*** RECORD EXTRACTS ***

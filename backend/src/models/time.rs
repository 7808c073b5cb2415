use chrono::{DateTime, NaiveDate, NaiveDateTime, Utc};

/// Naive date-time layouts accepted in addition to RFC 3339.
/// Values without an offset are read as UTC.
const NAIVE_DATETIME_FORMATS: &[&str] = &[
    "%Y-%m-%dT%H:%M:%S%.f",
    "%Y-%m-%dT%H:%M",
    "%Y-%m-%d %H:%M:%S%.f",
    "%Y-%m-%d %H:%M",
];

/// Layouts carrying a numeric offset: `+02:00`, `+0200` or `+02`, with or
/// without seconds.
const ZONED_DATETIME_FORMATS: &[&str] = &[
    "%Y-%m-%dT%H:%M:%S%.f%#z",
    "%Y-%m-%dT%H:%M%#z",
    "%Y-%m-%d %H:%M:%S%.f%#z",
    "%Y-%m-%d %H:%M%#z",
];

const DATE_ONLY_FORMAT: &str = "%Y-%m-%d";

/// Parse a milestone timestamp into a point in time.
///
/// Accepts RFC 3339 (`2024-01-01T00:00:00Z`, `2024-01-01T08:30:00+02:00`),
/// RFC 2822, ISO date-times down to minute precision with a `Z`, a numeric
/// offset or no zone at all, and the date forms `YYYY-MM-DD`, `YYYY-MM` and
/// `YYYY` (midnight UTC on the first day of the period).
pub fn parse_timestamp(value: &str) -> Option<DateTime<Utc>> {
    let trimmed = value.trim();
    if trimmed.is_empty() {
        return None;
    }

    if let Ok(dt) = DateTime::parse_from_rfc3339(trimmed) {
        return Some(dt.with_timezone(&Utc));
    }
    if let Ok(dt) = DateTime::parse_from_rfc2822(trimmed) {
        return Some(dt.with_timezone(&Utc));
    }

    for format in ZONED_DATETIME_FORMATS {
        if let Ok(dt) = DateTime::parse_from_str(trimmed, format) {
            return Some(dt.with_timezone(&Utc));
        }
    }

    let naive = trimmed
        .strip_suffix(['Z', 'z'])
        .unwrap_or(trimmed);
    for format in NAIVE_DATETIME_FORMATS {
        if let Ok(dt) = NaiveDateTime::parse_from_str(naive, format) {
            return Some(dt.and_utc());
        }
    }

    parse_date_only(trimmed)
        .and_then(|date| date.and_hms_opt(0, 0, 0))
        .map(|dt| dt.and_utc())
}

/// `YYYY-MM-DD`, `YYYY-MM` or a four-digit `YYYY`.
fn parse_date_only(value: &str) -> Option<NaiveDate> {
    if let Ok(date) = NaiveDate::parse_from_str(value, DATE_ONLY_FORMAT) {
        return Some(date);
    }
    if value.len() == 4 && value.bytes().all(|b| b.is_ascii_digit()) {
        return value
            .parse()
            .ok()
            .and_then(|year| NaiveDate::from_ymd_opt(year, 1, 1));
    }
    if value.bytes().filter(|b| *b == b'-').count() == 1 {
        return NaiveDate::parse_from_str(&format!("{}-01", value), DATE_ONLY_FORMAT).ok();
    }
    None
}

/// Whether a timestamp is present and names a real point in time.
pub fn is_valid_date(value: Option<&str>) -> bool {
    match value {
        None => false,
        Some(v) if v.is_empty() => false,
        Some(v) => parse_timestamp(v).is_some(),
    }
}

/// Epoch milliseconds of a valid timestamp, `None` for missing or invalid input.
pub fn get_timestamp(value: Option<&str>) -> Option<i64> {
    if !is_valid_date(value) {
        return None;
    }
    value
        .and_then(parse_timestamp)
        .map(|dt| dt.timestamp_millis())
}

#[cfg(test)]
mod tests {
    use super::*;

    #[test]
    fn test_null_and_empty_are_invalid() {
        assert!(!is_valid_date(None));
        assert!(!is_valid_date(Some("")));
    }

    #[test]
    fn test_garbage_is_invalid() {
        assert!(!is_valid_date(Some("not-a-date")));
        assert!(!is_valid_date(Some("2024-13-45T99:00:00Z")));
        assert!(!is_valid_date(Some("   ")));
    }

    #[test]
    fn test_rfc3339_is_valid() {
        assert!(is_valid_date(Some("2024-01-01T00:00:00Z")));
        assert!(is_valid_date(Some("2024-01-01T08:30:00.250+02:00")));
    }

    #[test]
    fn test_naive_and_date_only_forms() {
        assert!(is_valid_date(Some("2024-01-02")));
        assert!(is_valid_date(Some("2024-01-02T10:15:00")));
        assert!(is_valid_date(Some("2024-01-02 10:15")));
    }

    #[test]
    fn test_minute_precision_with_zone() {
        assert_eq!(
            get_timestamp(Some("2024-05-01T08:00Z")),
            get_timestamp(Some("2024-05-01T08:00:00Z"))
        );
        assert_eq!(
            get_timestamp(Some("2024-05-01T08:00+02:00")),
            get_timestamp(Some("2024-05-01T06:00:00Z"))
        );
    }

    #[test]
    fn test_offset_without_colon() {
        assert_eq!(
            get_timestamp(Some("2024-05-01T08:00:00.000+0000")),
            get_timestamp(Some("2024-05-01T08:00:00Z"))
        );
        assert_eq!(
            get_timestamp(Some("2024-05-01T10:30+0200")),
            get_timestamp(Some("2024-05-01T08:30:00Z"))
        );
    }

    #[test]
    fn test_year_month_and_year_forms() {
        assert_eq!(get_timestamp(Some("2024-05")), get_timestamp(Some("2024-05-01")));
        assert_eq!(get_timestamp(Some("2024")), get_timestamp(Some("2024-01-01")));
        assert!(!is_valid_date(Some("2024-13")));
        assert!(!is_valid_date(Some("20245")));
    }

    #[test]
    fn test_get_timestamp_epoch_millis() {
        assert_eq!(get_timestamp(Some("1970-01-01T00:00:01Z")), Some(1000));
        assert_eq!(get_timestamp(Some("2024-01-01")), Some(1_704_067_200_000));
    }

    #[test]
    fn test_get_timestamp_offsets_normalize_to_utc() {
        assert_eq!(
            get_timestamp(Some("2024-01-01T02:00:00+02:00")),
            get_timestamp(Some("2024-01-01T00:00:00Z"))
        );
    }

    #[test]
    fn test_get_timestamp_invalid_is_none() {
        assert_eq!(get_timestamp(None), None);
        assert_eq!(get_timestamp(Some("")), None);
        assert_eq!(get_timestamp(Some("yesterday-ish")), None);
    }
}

*** End of RECORD EXTRACTS ***

Return, from the data, each line where the string "NaiveDateTime" occurs.

use chrono::{DateTime, NaiveDate, NaiveDateTime, Utc};
        if let Ok(dt) = NaiveDateTime::parse_from_str(naive, format) {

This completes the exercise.